• **Task instructions**:
Go through the records and report each line in which the word "optional" occurs.

___ Working data

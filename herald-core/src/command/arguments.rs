use std::any::Any;
use std::borrow::Cow;
use std::fmt::{Debug, Display};
use std::sync::Arc;
use std::time::Duration;

use tracing::warn;

use super::resolvers::{Resolution, ResolverRegistry};
use crate::context::InvocationContext;

const QUOTE: char = '"';
const ESCAPE: char = '\\';

/// The target type of an argument. Each type is converted by the resolver registered for it in
/// the [`ResolverRegistry`].
#[derive(Clone, Copy, Debug, PartialEq, Eq, Hash)]
pub enum ArgumentType {
    /// A single 'word'. Words are separated by whitespace, or enclosed in quotes.
    Word,
    /// The rest of the message from this point onwards.
    Text,
    /// A whole number, parsed as an i64.
    Integer,
    /// A floating-point number, parsed as an f64.
    Float,
    /// `true`/`false`, `yes`/`no`, `on`/`off` or `1`/`0`.
    Boolean,
    /// A time such as `1h20m30s`.
    Time,
    /// A type resolved by a host-provided resolver, e.g. a user or channel lookup.
    Custom(&'static str),
}

impl Display for ArgumentType {
    fn fmt(&self, f: &mut std::fmt::Formatter<'_>) -> std::fmt::Result {
        match self {
            Self::Word => f.write_str("word"),
            Self::Text => f.write_str("text"),
            Self::Integer => f.write_str("integer"),
            Self::Float => f.write_str("number"),
            Self::Boolean => f.write_str("boolean"),
            Self::Time => f.write_str("time"),
            Self::Custom(name) => f.write_str(name),
        }
    }
}

/// An argument after parsing.
#[derive(Clone)]
pub enum Value {
    /// Produced by `Word` and `Text` arguments.
    Text(String),
    Integer(i64),
    Float(f64),
    Boolean(bool),
    Time(Duration),
    /// The elements of an endless argument, in input order.
    Array(Vec<Value>),
    /// Produced by host resolvers.
    Custom(Arc<dyn Any + Send + Sync>),
}

impl Value {
    pub fn custom<T: Any + Send + Sync>(value: T) -> Self {
        Self::Custom(Arc::new(value))
    }

    pub fn as_str(&self) -> Option<&str> {
        if let Self::Text(x) = self { Some(x) } else { None }
    }

    pub fn as_integer(&self) -> Option<i64> {
        if let Self::Integer(x) = self { Some(*x) } else { None }
    }

    pub fn as_float(&self) -> Option<f64> {
        if let Self::Float(x) = self { Some(*x) } else { None }
    }

    pub fn as_bool(&self) -> Option<bool> {
        if let Self::Boolean(x) = self { Some(*x) } else { None }
    }

    pub fn as_duration(&self) -> Option<Duration> {
        if let Self::Time(x) = self { Some(*x) } else { None }
    }

    pub fn as_array(&self) -> Option<&[Value]> {
        if let Self::Array(x) = self { Some(x) } else { None }
    }

    pub fn downcast<T: Any + Send + Sync>(&self) -> Option<&T> {
        if let Self::Custom(x) = self { x.downcast_ref::<T>() } else { None }
    }
}

impl Debug for Value {
    fn fmt(&self, f: &mut std::fmt::Formatter<'_>) -> std::fmt::Result {
        match self {
            Self::Text(x) => write!(f, "Text({x:?})"),
            Self::Integer(x) => write!(f, "Integer({x})"),
            Self::Float(x) => write!(f, "Float({x})"),
            Self::Boolean(x) => write!(f, "Boolean({x})"),
            Self::Time(x) => write!(f, "Time({x:?})"),
            Self::Array(x) => f.debug_tuple("Array").field(x).finish(),
            Self::Custom(_) => f.write_str("Custom(..)"),
        }
    }
}

impl PartialEq for Value {
    fn eq(&self, other: &Self) -> bool {
        match (self, other) {
            (Self::Text(a), Self::Text(b)) => a == b,
            (Self::Integer(a), Self::Integer(b)) => a == b,
            (Self::Float(a), Self::Float(b)) => a == b,
            (Self::Boolean(a), Self::Boolean(b)) => a == b,
            (Self::Time(a), Self::Time(b)) => a == b,
            (Self::Array(a), Self::Array(b)) => a == b,
            (Self::Custom(a), Self::Custom(b)) => Arc::ptr_eq(a, b),
            _ => false,
        }
    }
}

impl From<&str> for Value {
    fn from(value: &str) -> Self {
        Self::Text(value.to_owned())
    }
}

impl From<String> for Value {
    fn from(value: String) -> Self {
        Self::Text(value)
    }
}

impl From<i64> for Value {
    fn from(value: i64) -> Self {
        Self::Integer(value)
    }
}

impl From<i32> for Value {
    fn from(value: i32) -> Self {
        Self::Integer(i64::from(value))
    }
}

impl From<f64> for Value {
    fn from(value: f64) -> Self {
        Self::Float(value)
    }
}

impl From<bool> for Value {
    fn from(value: bool) -> Self {
        Self::Boolean(value)
    }
}

impl From<Duration> for Value {
    fn from(value: Duration) -> Self {
        Self::Time(value)
    }
}

/// Computes a default value for an argument that was not supplied.
pub type DefaultSupplier = Arc<dyn Fn(&InvocationContext) -> Value + Send + Sync>;

/// Element count bounds of an endless argument. A `max` of 0 means unbounded.
#[derive(Clone, Copy, Debug, PartialEq, Eq, Default)]
pub struct Endless {
    pub min: usize,
    pub max: usize,
}

/// Arguments are declared on commands in the order in which they must appear in a message.
#[derive(Clone)]
pub struct ArgumentSpec {
    /// Used in usage strings and for looking up values by name.
    pub name: String,
    pub description: String,
    pub r#type: ArgumentType,
    /// Set for greedy array arguments. Only the last argument of a command may be endless.
    pub endless: Option<Endless>,
    /// Whether `"quoted text"` counts as a single token.
    pub accept_quote: bool,
    /// Whether the resolver is invoked with an empty token when no text remains.
    pub accept_empty: bool,
    /// Whether the whole remaining text is handed to the resolver as one token.
    pub rest: bool,
    pub default: Option<DefaultSupplier>,
}

impl ArgumentSpec {
    pub fn new(name: impl Into<String>, r#type: ArgumentType) -> Self {
        Self {
            name: name.into(),
            description: String::new(),
            r#type,
            endless: None,
            accept_quote: true,
            accept_empty: false,
            rest: r#type == ArgumentType::Text,
            default: None,
        }
    }

    pub fn description(mut self, description: impl Into<String>) -> Self {
        self.description = description.into();
        self
    }

    /// Makes this a greedy array argument of between `min` and `max` elements (`max` of 0 is
    /// unbounded).
    pub fn endless(mut self, min: usize, max: usize) -> Self {
        self.endless = Some(Endless { min, max });
        self
    }

    pub fn accept_quote(mut self, accept: bool) -> Self {
        self.accept_quote = accept;
        self
    }

    pub fn accept_empty(mut self, accept: bool) -> Self {
        self.accept_empty = accept;
        self
    }

    pub fn rest(mut self, rest: bool) -> Self {
        self.rest = rest;
        self
    }

    pub fn default_value(self, value: impl Into<Value>) -> Self {
        let value = value.into();
        self.default_with(move |_| value.clone())
    }

    pub fn default_with<F>(mut self, supplier: F) -> Self
    where
        F: Fn(&InvocationContext) -> Value + Send + Sync + 'static,
    {
        self.default = Some(Arc::new(supplier));
        self
    }

    pub fn is_endless(&self) -> bool {
        self.endless.is_some()
    }

    /// Renders this argument for a usage string: `<name>` when required, `[name]` when it has a
    /// default, and with a `...` suffix when endless.
    pub fn usage(&self) -> String {
        let optional = self.default.is_some() || self.endless.is_some_and(|e| e.min == 0);
        let suffix = if self.endless.is_some() { "..." } else { "" };

        if optional {
            format!("[{}{suffix}]", self.name)
        } else {
            format!("<{}{suffix}>", self.name)
        }
    }
}

impl Debug for ArgumentSpec {
    fn fmt(&self, f: &mut std::fmt::Formatter<'_>) -> std::fmt::Result {
        f.debug_struct("ArgumentSpec")
            .field("name", &self.name)
            .field("type", &self.r#type)
            .field("endless", &self.endless)
            .field("accept_quote", &self.accept_quote)
            .field("accept_empty", &self.accept_empty)
            .field("rest", &self.rest)
            .field("default", &self.default.is_some())
            .finish()
    }
}

/// The outcome of verifying a single argument against the remaining message text.
#[derive(Debug, PartialEq)]
pub enum Verified<'a> {
    Invalid,
    /// The value was parsed and verification continues with the leftover text.
    Valid(Value, &'a str),
    /// The value was parsed and no further positional arguments may be attempted.
    EndNow(Value, &'a str),
}

impl Verified<'_> {
    pub fn is_valid(&self) -> bool {
        !matches!(self, Self::Invalid)
    }
}

/// A token split off the front of some text.
#[derive(Debug, PartialEq)]
pub struct Token<'a> {
    pub value: Cow<'a, str>,
    /// Text after the token, without the separating whitespace.
    pub leftover: &'a str,
    /// Whether the token was enclosed in a closed pair of quotes.
    pub quoted: bool,
    /// Set when the text opened a quote that was never closed. The token then falls back to
    /// whitespace splitting.
    pub unterminated_quote: bool,
}

fn is_escaped(text: &str, idx: usize) -> bool {
    text[..idx].ends_with(ESCAPE)
}

/// Removes backslashes that escape whitespace or quotes.
fn unescape(raw: &str) -> Cow<'_, str> {
    if !raw.contains(ESCAPE) {
        return Cow::Borrowed(raw);
    }

    let mut out = String::with_capacity(raw.len());
    let mut chars = raw.chars().peekable();

    while let Some(c) = chars.next() {
        if c == ESCAPE && chars.peek().is_some_and(|&next| next == QUOTE || next.is_whitespace()) {
            continue;
        }
        out.push(c);
    }

    Cow::Owned(out)
}

fn split_whitespace_token(text: &str) -> (Cow<'_, str>, &str) {
    let split = text
        .char_indices()
        .find(|&(idx, c)| c.is_whitespace() && !is_escaped(text, idx));

    match split {
        Some((idx, _)) => (unescape(&text[..idx]), text[idx..].trim_start()),
        None => (unescape(text), ""),
    }
}

/// Splits the next token off `text`. Leading whitespace is skipped.
pub fn split_token(text: &str, accept_quote: bool) -> Token<'_> {
    let text = text.trim_start();

    if accept_quote && text.starts_with(QUOTE) {
        let closing = text
            .char_indices()
            .skip(1)
            .find(|&(idx, c)| c == QUOTE && !is_escaped(text, idx));

        if let Some((idx, _)) = closing {
            let inner = &text[1..idx];
            let value = if inner.contains("\\\"") {
                Cow::Owned(inner.replace("\\\"", "\""))
            } else {
                Cow::Borrowed(inner)
            };

            return Token {
                value,
                leftover: text[idx + 1..].trim_start(),
                quoted: true,
                unterminated_quote: false,
            };
        }

        let (value, leftover) = split_whitespace_token(text);
        return Token {
            value,
            leftover,
            quoted: false,
            unterminated_quote: true,
        };
    }

    let (value, leftover) = split_whitespace_token(text);
    Token {
        value,
        leftover,
        quoted: false,
        unterminated_quote: false,
    }
}

fn resolve<'a>(
    spec: &ArgumentSpec,
    token: &str,
    leftover: &'a str,
    ctx: &InvocationContext,
    resolvers: &ResolverRegistry,
) -> Verified<'a> {
    let Some(resolver) = resolvers.get(spec.r#type) else {
        warn!("no resolver registered for argument type {} ({})", spec.r#type, spec.name);
        return Verified::Invalid;
    };

    match resolver.resolve(ctx, token) {
        Resolution::Invalid => Verified::Invalid,
        Resolution::Valid(value) => Verified::Valid(value, leftover),
        Resolution::EndNow(value) => Verified::EndNow(value, leftover),
    }
}

/// Verifies one value of `spec`, ignoring its endless bounds. In `strict` mode an unterminated
/// quote is invalid instead of falling back to whitespace splitting.
fn verify_single<'a>(
    spec: &ArgumentSpec,
    text: &'a str,
    ctx: &InvocationContext,
    resolvers: &ResolverRegistry,
    strict: bool,
) -> Verified<'a> {
    let text = text.trim_start();

    if text.is_empty() {
        return if spec.accept_empty {
            resolve(spec, "", "", ctx, resolvers)
        } else {
            Verified::Invalid
        };
    }

    if spec.rest {
        return resolve(spec, text.trim_end(), "", ctx, resolvers);
    }

    let token = split_token(text, spec.accept_quote);
    if strict && token.unterminated_quote {
        return Verified::Invalid;
    }

    resolve(spec, &token.value, token.leftover, ctx, resolvers)
}

fn verify_endless<'a>(
    spec: &ArgumentSpec,
    bounds: Endless,
    text: &'a str,
    ctx: &InvocationContext,
    resolvers: &ResolverRegistry,
) -> Verified<'a> {
    let mut values = Vec::new();
    let mut rest = text.trim_start();

    while !rest.is_empty() {
        if bounds.max > 0 && values.len() == bounds.max {
            break;
        }

        match verify_single(spec, rest, ctx, resolvers, true) {
            Verified::Invalid => return Verified::Invalid,
            Verified::Valid(value, leftover) => {
                values.push(value);
                rest = leftover.trim_start();
            },
            Verified::EndNow(value, leftover) => {
                values.push(value);
                rest = leftover.trim_start();
                break;
            },
        }
    }

    if values.len() < bounds.min || !rest.is_empty() {
        return Verified::Invalid;
    }

    Verified::EndNow(Value::Array(values), "")
}

/// Verifies `text` against `spec`, converting the leading token(s) with the resolver registered
/// for the argument's type.
///
/// This never fails in any other way than returning [`Verified::Invalid`].
pub fn verify<'a>(
    spec: &ArgumentSpec,
    text: &'a str,
    ctx: &InvocationContext,
    resolvers: &ResolverRegistry,
) -> Verified<'a> {
    match spec.endless {
        Some(bounds) => verify_endless(spec, bounds, text, ctx, resolvers),
        None => verify_single(spec, text, ctx, resolvers, false),
    }
}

______

• **Task response**:
        let optional = self.default.is_some() || self.endless.is_some_and(|e| e.min == 0);
        if optional {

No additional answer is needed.